Work instructions >>
Find the line with "pub(crate) fn index_of(&self, name: &str)" and the line with "pub(crate) fn set_use_aliases(&mut" in the entries below; output exactly those two lines, every line between them, and no others.

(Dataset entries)
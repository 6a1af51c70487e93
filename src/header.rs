use std::collections::HashMap;

use crate::error::{Error, ErrorKind, Result};

/// Bidirectional mapping between column names (and their aliases) and
/// zero-based column positions.
///
/// Real names are unique and locked once set; aliases are alternate lookup
/// keys pointing at an existing column, never a distinct storage slot.
#[derive(Debug, Default, Clone)]
pub(crate) struct Header {
    names: Vec<String>,
    lookup: HashMap<String, usize>,
    aliases: Vec<(String, String)>,
    use_aliases: bool,
}

impl Header {
    pub(crate) fn is_set(&self) -> bool {
        !self.names.is_empty()
    }

    pub(crate) fn len(&self) -> usize {
        self.names.len()
    }

    /// The column names, in file order, without aliasing applied.
    pub(crate) fn names(&self) -> &[String] {
        &self.names
    }

    /// Install the header names.
    ///
    /// Fails when called twice (unless `overwrite` is passed, used
    /// internally by projection and column addition), when any name occurs
    /// more than once, or when a previously declared alias collides with
    /// one of the incoming names.
    pub(crate) fn set(&mut self, names: Vec<String>, overwrite: bool) -> Result<()> {
        if self.is_set() && !overwrite {
            return Err(Error::new(ErrorKind::AlreadySet { what: "header" }));
        }

        let mut counts: HashMap<&str, usize> = HashMap::new();
        let mut duplicated = Vec::new();

        for name in names.iter() {
            let count = counts.entry(name).or_insert(0);
            *count += 1;

            if *count == 2 {
                duplicated.push(name.clone());
            }
        }

        if !duplicated.is_empty() {
            return Err(Error::new(ErrorKind::DuplicateHeader { names: duplicated }));
        }

        self.validate_aliases(&names, self.aliases.iter().map(|(alias, _)| alias))?;

        self.names = names;
        self.rebuild_lookup();

        Ok(())
    }

    /// Declare aliases as `(alias, real name)` pairs.
    ///
    /// An alias whose target does not currently resolve is kept around
    /// without a lookup entry (it will gain one if the header is ever
    /// replaced with a matching column). An alias equal to a real column
    /// name is rejected.
    pub(crate) fn apply_aliases<I, S>(&mut self, pairs: I) -> Result<()>
    where
        I: IntoIterator<Item = (S, S)>,
        S: Into<String>,
    {
        let incoming: Vec<(String, String)> = pairs
            .into_iter()
            .map(|(alias, real)| (alias.into(), real.into()))
            .collect();

        self.validate_aliases(&self.names, incoming.iter().map(|(alias, _)| alias))?;

        for (alias, real) in incoming {
            self.aliases.retain(|(existing, _)| *existing != alias);
            self.aliases.push((alias, real));
        }

        self.rebuild_lookup();

        Ok(())
    }

    fn validate_aliases<'a, I>(&self, names: &[String], aliases: I) -> Result<()>
    where
        I: Iterator<Item = &'a String>,
    {
        let mut invalid = Vec::new();

        for alias in aliases {
            if names.contains(alias) && !invalid.contains(alias) {
                invalid.push(alias.clone());
            }
        }

        if !invalid.is_empty() {
            return Err(Error::new(ErrorKind::InvalidAlias { aliases: invalid }));
        }

        Ok(())
    }

    fn rebuild_lookup(&mut self) {
        self.lookup = self
            .names
            .iter()
            .enumerate()
            .map(|(index, name)| (name.clone(), index))
            .collect();

        for (alias, real) in self.aliases.iter() {
            if let Some(&index) = self.lookup.get(real.as_str()) {
                self.lookup.insert(alias.clone(), index);
            }
        }
    }

    /// Resolve a column name or alias to its position.
    pub(crate) fn index_of(&self, name: &str) -> Option<usize> {
        self.lookup.get(name).copied()
    }

    /// The real column name at a position.
    pub(crate) fn name_of(&self, index: usize) -> Option<&str> {
        self.names.get(index).map(String::as_str)
    }

    /// The first declared alias pointing at a real column name, if any.
    pub(crate) fn alias_of(&self, real: &str) -> Option<&str> {
        self.aliases
            .iter()
            .find(|(_, target)| target == real)
            .map(|(alias, _)| alias.as_str())
    }

    pub(crate) fn set_use_aliases(&mut self, yes: bool) {
        self.use_aliases = yes;
    }

    /// The header as it should be serialized: real names, or aliases in
    /// their place when alias display is switched on.
    pub(crate) fn display_names(&self) -> Vec<String> {
        if !self.use_aliases {
            return self.names.clone();
        }

        self.names
            .iter()
            .map(|name| match self.alias_of(name) {
                Some(alias) => alias.to_string(),
                None => name.clone(),
            })
            .collect()
    }
}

Solution to this problem >>
    pub(crate) fn index_of(&self, name: &str) -> Option<usize> {
        self.lookup.get(name).copied()
    }

    /// The real column name at a position.
    pub(crate) fn name_of(&self, index: usize) -> Option<&str> {
        self.names.get(index).map(String::as_str)
    }

    /// The first declared alias pointing at a real column name, if any.
    pub(crate) fn alias_of(&self, real: &str) -> Option<&str> {
        self.aliases
            .iter()
            .find(|(_, target)| target == real)
            .map(|(alias, _)| alias.as_str())
    }

    pub(crate) fn set_use_aliases(&mut self, yes: bool) {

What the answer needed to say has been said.